Neural Dynamics of Perceptually Aligned Artificial Intelligence

Supervisor: Dr Iran R. Roman

Project Description

The human brain effortlessly makes sense of the world’s complexity: tracking objects through cluttered scenes, parsing melodies from noise, and anticipating another person’s movements. Yet today’s most sophisticated AI systems, despite impressive benchmark results, still struggle with perceptual tasks that humans find trivial. This PhD project addresses these challenges by bridging computational neuroscience, machine learning, and multimodal perception to build AI that perceives the world as humans do.

The Challenge

Current AI systems often succeed through statistical shortcuts rather than genuine perceptual understanding. Models may label objects or identify musical genres while fundamentally misunderstanding relational structure: the invariances, symmetries, and temporal dependencies that define perceptual experience. This gap reveals a deep problem: AI lacks the dynamical principles that organize biological perception.

The Approach

This project draws on Neural Resonance Theory to understand and replicate perceptual alignment. Biological neural networks don't merely process information: they resonate, synchronize, and form stable attractors that embody perceptual structure. Oscillatory dynamics enable brains to lock onto rhythmic patterns, nonlinear resonance extracts harmonic relationships, and attunement mechanisms learn statistical regularities across timescales. These aren't metaphors but mathematical principles governing how perception emerges from neural population dynamics.

We propose that AI systems must incorporate these principles to achieve genuine perceptual grounding. This means developing architectures where representations naturally capture invariances, temporal predictions arise from dynamical anticipation rather than statistical prediction, and learning reflects attunement to environmental structure rather than mere pattern memorization.

Research Directions

The successful candidate will pursue research spanning theory, algorithms, and applications. Potential directions include:

Spatial Perception and Scene Understanding: Advancing AI for acoustic and visual scene analysis: localizing sound sources, separating onscreen from offscreen events, integrating spatial audio with limited visual fields. These tasks require genuine spatial reasoning, not mere correlation detection.

Multimodal Self-Supervised Learning: Designing learning algorithms that discover shared structure across audio, visual, and physiological modalities without labeled supervision. Can systems learn to "listen" and "see" by exploiting natural correspondences between sensory streams?

Neurodynamical Foundations: Developing computational models that formalize how oscillation, resonance, and attunement principles can be embedded in neural networks. How do stability and attraction relationships in dynamical systems correspond to perceptual phenomena like expectancy, surprise, and recall?
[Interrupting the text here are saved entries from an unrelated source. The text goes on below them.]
use std::{collections::BTreeMap, fs, path::Path, path::PathBuf};

use anyhow::{Context, Result};
use log::warn;
use serde::{Deserialize, Serialize};
use thiserror::Error;

use crate::{
    glossary::{self, Glossary, Resolver},
    ident::IDENTIFIER_MAX_LEN,
};

pub const DEFAULT_SAMPLE_ROWS: usize = 2000;
pub const DEFAULT_SAMPLE_VALUES: usize = 5;
pub const DEFAULT_DECOY_THRESHOLD_PERCENT: u8 = 60;
pub const DEFAULT_IDENTITY_COLUMN: &str = "player_name";

/// Shortest identifier limit that still leaves room for a prefix and a
/// collision suffix.
const MIN_IDENTIFIER_LEN: usize = 8;

#[derive(Debug, Error)]
pub enum ConfigError {
    #[error("glossary file {0:?} does not exist")]
    MissingGlossary(PathBuf),
    #[error("source directory {0:?} does not exist")]
    MissingSourceDir(PathBuf),
    #[error("invalid pattern '{pattern}' for canonical column '{canonical}': {source}")]
    InvalidPattern {
        canonical: String,
        pattern: String,
        #[source]
        source: regex::Error,
    },
    #[error("decoy threshold must be between 1 and 100 percent, got {0}")]
    InvalidThreshold(u8),
    #[error("identifier length limit must be at least 8, got {0}")]
    InvalidIdentifierLimit(usize),
}

#[derive(Debug, Clone, PartialEq, Serialize, Deserialize)]
#[serde(default)]
pub struct PipelineConfig {
    pub sample_rows: usize,
    pub sample_values: usize,
    pub decoy_threshold_percent: u8,
    pub identity_column: String,
    pub identifier_max_len: usize,
    pub glossary: Option<PathBuf>,
    pub canonical_patterns: Option<PathBuf>,
    pub glossary_required: bool,
    pub input_encoding: Option<String>,
    /// Extra `table -> header -> canonical` entries merged over the built-in
    /// table overrides.
    pub table_overrides: BTreeMap<String, BTreeMap<String, String>>,
}

impl Default for PipelineConfig {
    fn default() -> Self {
        Self {
            sample_rows: DEFAULT_SAMPLE_ROWS,
            sample_values: DEFAULT_SAMPLE_VALUES,
            decoy_threshold_percent: DEFAULT_DECOY_THRESHOLD_PERCENT,
            identity_column: DEFAULT_IDENTITY_COLUMN.to_string(),
            identifier_max_len: IDENTIFIER_MAX_LEN,
            glossary: None,
            canonical_patterns: None,
            glossary_required: false,
            input_encoding: None,
            table_overrides: BTreeMap::new(),
        }
    }
}

/// Flag values that take precedence over the config file.
#[derive(Debug, Clone, Default)]
pub struct ConfigOverrides {
    pub glossary: Option<PathBuf>,
    pub canonical_patterns: Option<PathBuf>,
    pub sample_rows: Option<usize>,
    pub decoy_threshold_percent: Option<u8>,
    pub identity_column: Option<String>,
    pub input_encoding: Option<String>,
}

impl PipelineConfig {
    pub fn load(path: &Path) -> Result<Self> {
        let text = fs::read_to_string(path)
            .with_context(|| format!("Reading pipeline config {path:?}"))?;
        let config: PipelineConfig = serde_yaml::from_str(&text)
            .with_context(|| format!("Parsing pipeline config {path:?}"))?;
        Ok(config)
    }

    pub fn resolve(path: Option<&Path>, overrides: ConfigOverrides) -> Result<Self> {
        let mut config = match path {
            Some(path) => Self::load(path)?,
            None => Self::default(),
        };
        config.apply(overrides);
        config.validate()?;
        Ok(config)
    }

    pub fn apply(&mut self, overrides: ConfigOverrides) {
        if let Some(glossary) = overrides.glossary {
            self.glossary = Some(glossary);
            self.glossary_required = true;
        }
        if let Some(patterns) = overrides.canonical_patterns {
            self.canonical_patterns = Some(patterns);
        }
        if let Some(rows) = overrides.sample_rows {
            self.sample_rows = rows;
        }
        if let Some(threshold) = overrides.decoy_threshold_percent {
            self.decoy_threshold_percent = threshold;
        }
        if let Some(identity) = overrides.identity_column {
            self.identity_column = identity;
        }
        if let Some(encoding) = overrides.input_encoding {
            self.input_encoding = Some(encoding);
        }
    }

    pub fn validate(&self) -> Result<(), ConfigError> {
        if self.decoy_threshold_percent == 0 || self.decoy_threshold_percent > 100 {
            return Err(ConfigError::InvalidThreshold(self.decoy_threshold_percent));
        }
        if self.identifier_max_len < MIN_IDENTIFIER_LEN {
            return Err(ConfigError::InvalidIdentifierLimit(self.identifier_max_len));
        }
        Ok(())
    }

    /// Build the run's resolver. A configured glossary that is missing is
    /// fatal only when it is required; otherwise the built-in tables are used.
    pub fn build_resolver(&self) -> Result<Resolver> {
        let mut builder = Resolver::builder().max_len(self.identifier_max_len);
        if let Some(path) = &self.glossary {
            if path.exists() || self.glossary_required {
                builder = builder.glossary(Glossary::load(path)?);
            } else {
                warn!("Glossary {path:?} not found; using built-in header tables only");
            }
        }
        if let Some(path) = &self.canonical_patterns {
            builder = builder.patterns(glossary::load_patterns(path)?);
        }
        for (table, headers) in &self.table_overrides {
            for (header, canonical) in headers {
                builder = builder.table_override(table, header, canonical);
            }
        }
        builder.build()
    }
}
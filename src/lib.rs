pub mod aggregate;
pub mod cli;
pub mod config;
pub mod data;
pub mod ddl;
pub mod glossary;
pub mod ident;
pub mod infer;
pub mod io_utils;
pub mod mapping;
pub mod pipeline;
pub mod source;
pub mod stage;
pub mod table;

use std::{env, sync::OnceLock};

use anyhow::{Context, Result};
use clap::Parser;
use log::{LevelFilter, debug, info, warn};

use crate::{
    cli::{Cli, Commands},
    config::PipelineConfig,
    pipeline::{RunMode, RunReport},
    table::TextTable,
};

static LOGGER: OnceLock<()> = OnceLock::new();

fn init_logging() {
    LOGGER.get_or_init(|| {
        let mut builder = env_logger::Builder::from_env(env_logger::Env::default());
        if env::var("RUST_LOG").is_err() {
            builder.filter_module("fbref_stage", LevelFilter::Info);
        }
        let _ = builder.format_timestamp_millis().try_init();
    });
}

pub fn run() -> Result<()> {
    init_logging();
    let cli = Cli::parse();
    match cli.command {
        Commands::Aggregate(args) => {
            handle_run(RunMode::Aggregate, &args.run, &[]).map(|_| ())
        }
        Commands::Stage(args) => handle_run(RunMode::Stage, &args.run, &args.seasons).map(|_| ()),
        Commands::Resolve(args) => handle_resolve(&args),
    }
}

fn load_config(common: &cli::CommonArgs) -> Result<PipelineConfig> {
    let config = PipelineConfig::resolve(common.config.as_deref(), common.overrides())
        .context("Loading pipeline configuration")?;
    debug!("Effective configuration: {config:?}");
    Ok(config)
}

fn handle_run(mode: RunMode, args: &cli::RunArgs, seasons: &[String]) -> Result<RunReport> {
    let config = load_config(&args.common)?;
    let options = args.run_options(seasons);
    info!(
        "Starting {} run: {:?} -> {:?}{}",
        match mode {
            RunMode::Aggregate => "aggregate",
            RunMode::Stage => "stage",
        },
        options.raw_dir,
        options.out_dir,
        if options.preview { " (preview)" } else { "" }
    );
    let report = pipeline::execute(mode, &options, &config)?;
    if report.has_errors() {
        warn!(
            "Run finished with {} error(s); see {:?}",
            report.errors.len(),
            options.out_dir.join(pipeline::RUN_REPORT_FILE)
        );
    }
    Ok(report)
}

fn handle_resolve(args: &cli::ResolveArgs) -> Result<()> {
    let config = load_config(&args.common)?;
    let resolver = config.build_resolver()?;
    let mut table = TextTable::new(["header", "canonical", "rule", "type_hint", "description"])
        .max_cell_width(60);
    for header in &args.headers {
        let resolution = resolver.resolve(header, &args.table);
        debug!("Resolved {header:?} in '{}': {resolution:?}", args.table);
        table.push_row([
            resolution.raw_header.clone(),
            resolution.canonical_name.clone(),
            resolution.rule.to_string(),
            resolution
                .type_hint
                .map(|ty| ty.to_string())
                .unwrap_or_default(),
            resolution.description.clone().unwrap_or_default(),
        ]);
    }
    table.print();
    Ok(())
}
//! Planned `CREATE TABLE` statements for the staging schema.

use std::fmt::Write as _;

use crate::{aggregate::LogicalTableSchema, stage::PROVENANCE_COLUMNS};

pub const STAGING_SCHEMA: &str = "staging";

const RESERVED_WORDS: &[&str] = &[
    "all", "analyse", "analyze", "and", "any", "array", "as", "asc", "asymmetric", "both",
    "case", "cast", "check", "collate", "column", "constraint", "create", "current_catalog",
    "current_date", "current_role", "current_time", "current_timestamp", "current_user",
    "default", "deferrable", "desc", "distinct", "do", "else", "end", "except", "false",
    "fetch", "for", "foreign", "from", "grant", "group", "having", "in", "initially",
    "intersect", "into", "lateral", "leading", "limit", "localtime", "localtimestamp", "not",
    "null", "offset", "on", "only", "or", "order", "placing", "primary", "references",
    "returning", "select", "session_user", "some", "symmetric", "table", "then", "to",
    "trailing", "true", "union", "unique", "user", "using", "variadic", "when", "where",
    "window", "with",
];

pub fn quote_ident(ident: &str) -> String {
    if RESERVED_WORDS.contains(&ident) {
        format!("\"{ident}\"")
    } else {
        ident.to_string()
    }
}

fn provenance_type(column: &str) -> &'static str {
    match column {
        "processed_at" => "TIMESTAMP",
        _ => "TEXT",
    }
}

pub fn render_create_table(schema: &LogicalTableSchema) -> String {
    let table = format!("{STAGING_SCHEMA}.{}", quote_ident(&schema.table_name));
    let mut lines = schema
        .columns
        .iter()
        .map(|column| {
            format!(
                "    {} {}",
                quote_ident(column.name()),
                column.preferred_type().sql_type()
            )
        })
        .collect::<Vec<_>>();
    lines.extend(
        PROVENANCE_COLUMNS
            .iter()
            .map(|column| format!("    {column} {}", provenance_type(column))),
    );

    let mut sql = String::new();
    let _ = writeln!(sql, "CREATE TABLE IF NOT EXISTS {table} (");
    let _ = writeln!(sql, "{}", lines.join(",\n"));
    let _ = writeln!(sql, ");");
    for column in &schema.columns {
        if let Some(description) = &column.column.description {
            let _ = writeln!(
                sql,
                "COMMENT ON COLUMN {table}.{} IS '{}';",
                quote_ident(column.name()),
                description.replace('\'', "''")
            );
        }
    }
    sql
}

#[cfg(test)]
mod tests {
    use std::collections::{BTreeMap, BTreeSet};

    use super::*;
    use crate::{
        aggregate::SchemaColumn,
        glossary::{CanonicalColumn, ResolutionRule},
        infer::SemanticType,
    };

    fn column(name: &str, ty: SemanticType, description: Option<&str>) -> SchemaColumn {
        SchemaColumn {
            column: CanonicalColumn {
                canonical_name: name.to_string(),
                preferred_type: ty,
                description: description.map(str::to_string),
                origin_headers: BTreeSet::new(),
            },
            seasons_covered: BTreeSet::new(),
            type_history: BTreeMap::new(),
            sample_values: Vec::new(),
            resolved_by: ResolutionRule::Glossary,
            mapped: true,
        }
    }

    #[test]
    fn renders_types_provenance_and_comments() {
        let schema = LogicalTableSchema {
            table_name: "stats_passing".into(),
            columns: vec![
                column("player_name", SemanticType::Text, None),
                column("passes_completed", SemanticType::Integer, Some("Passes Completed")),
                column("pass_completion_pct", SemanticType::Real, None),
                column("in", SemanticType::Integer, Some("Inswinging corner's kicks")),
            ],
            seasons_covered: BTreeSet::new(),
        };
        let sql = render_create_table(&schema);
        assert!(sql.starts_with("CREATE TABLE IF NOT EXISTS staging.stats_passing ("));
        assert!(sql.contains("    passes_completed BIGINT,\n"));
        assert!(sql.contains("    pass_completion_pct DOUBLE PRECISION,\n"));
        assert!(sql.contains("    \"in\" BIGINT,\n"));
        assert!(sql.contains("    processed_at TIMESTAMP\n);"));
        assert!(sql.contains("IS 'Inswinging corner''s kicks';"));
        assert!(sql.contains("staging.stats_passing.passes_completed IS 'Passes Completed';"));
    }
}
//! Schema aggregation across seasons.
//!
//! Observations are grouped by logical table, then by season, and every
//! column is keyed by its resolved name, never by its raw header. A column
//! seen in any season appears in the unioned schema; its type is the
//! promotion of every season's inferred type.

use std::collections::{BTreeMap, BTreeSet, HashMap};

use itertools::Itertools;
use log::{debug, info, warn};
use serde::{
    Serialize, Serializer,
    ser::{SerializeMap, SerializeStruct},
};
use sha2::{Digest, Sha256};

use crate::{
    glossary::{CanonicalColumn, Resolution, ResolutionRule, Resolver, TableKind},
    ident::IdentifierAllocator,
    infer::{self, Decision, SemanticType},
    mapping::IdentifierStore,
    stage::PROVENANCE_COLUMNS,
};

/// One column as observed in one season's export of one logical table.
#[derive(Debug, Clone, PartialEq, Eq)]
pub struct RawColumn {
    pub raw_header: String,
    pub logical_table: String,
    pub season: String,
    pub sample_values: Vec<String>,
    pub position: usize,
}

/// A raw header paired with the unique name it carries inside its table.
#[derive(Debug, Clone, PartialEq, Eq)]
pub struct NamedColumn {
    pub raw_header: String,
    pub name: String,
    pub resolution: Resolution,
}

impl NamedColumn {
    pub fn was_suffixed(&self) -> bool {
        self.name != self.resolution.canonical_name
    }
}

/// Resolve and uniquely name the headers of one file, in column order.
///
/// Mapped headers keep their canonical name; unmapped headers take their
/// stable identifier from the store. Names that collide within the table are
/// suffixed `_1`, `_2`, ... in order of first appearance. Provenance column
/// names are reserved.
pub fn assign_column_names(
    headers: &[String],
    table: &str,
    resolver: &Resolver,
    store: &mut IdentifierStore,
) -> Vec<NamedColumn> {
    let mut allocator = IdentifierAllocator::with_taken(resolver.max_len(), PROVENANCE_COLUMNS);
    headers
        .iter()
        .map(|raw| {
            let mut resolution = resolver.resolve(raw, table);
            if !resolution.is_mapped() {
                resolution.canonical_name = store.identifier_for(raw);
            }
            let name = allocator.allocate(&resolution.canonical_name);
            if name != resolution.canonical_name {
                warn!(
                    "Column '{}' in {} collides on '{}'; renamed to '{}'",
                    raw, table, resolution.canonical_name, name
                );
            }
            NamedColumn {
                raw_header: raw.clone(),
                name,
                resolution,
            }
        })
        .collect()
}

#[derive(Debug, Clone, PartialEq, Eq)]
pub struct SchemaColumn {
    pub column: CanonicalColumn,
    pub seasons_covered: BTreeSet<String>,
    /// Inferred type per season; `None` where the season had no values.
    pub type_history: BTreeMap<String, Option<SemanticType>>,
    pub sample_values: Vec<String>,
    pub resolved_by: ResolutionRule,
    pub mapped: bool,
}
Probing AI Perception: Developing rigorous evaluation frameworks to test whether models capture relational and structural understanding rather than surface correlations. This includes assessing whether AI systems recognize invariant relationships, including temporal, causal, spatial, and cross-modal, across diverse sensory inputs. Novel benchmarks are essential to measure perceptual alignment and expose gaps between machine and human perception.

Embodied and Interactive AI: Building perceptually-grounded systems for augmented reality and human-AI interaction, where agents must perceive user actions, anticipate intentions, and provide adaptive feedback in real-time multimodal contexts.

Who Should Apply

We seek candidates from diverse backgrounds (computer science, neuroscience, physics, engineering, cognitive science, mathematics) united by curiosity about intelligence in natural and artificial systems.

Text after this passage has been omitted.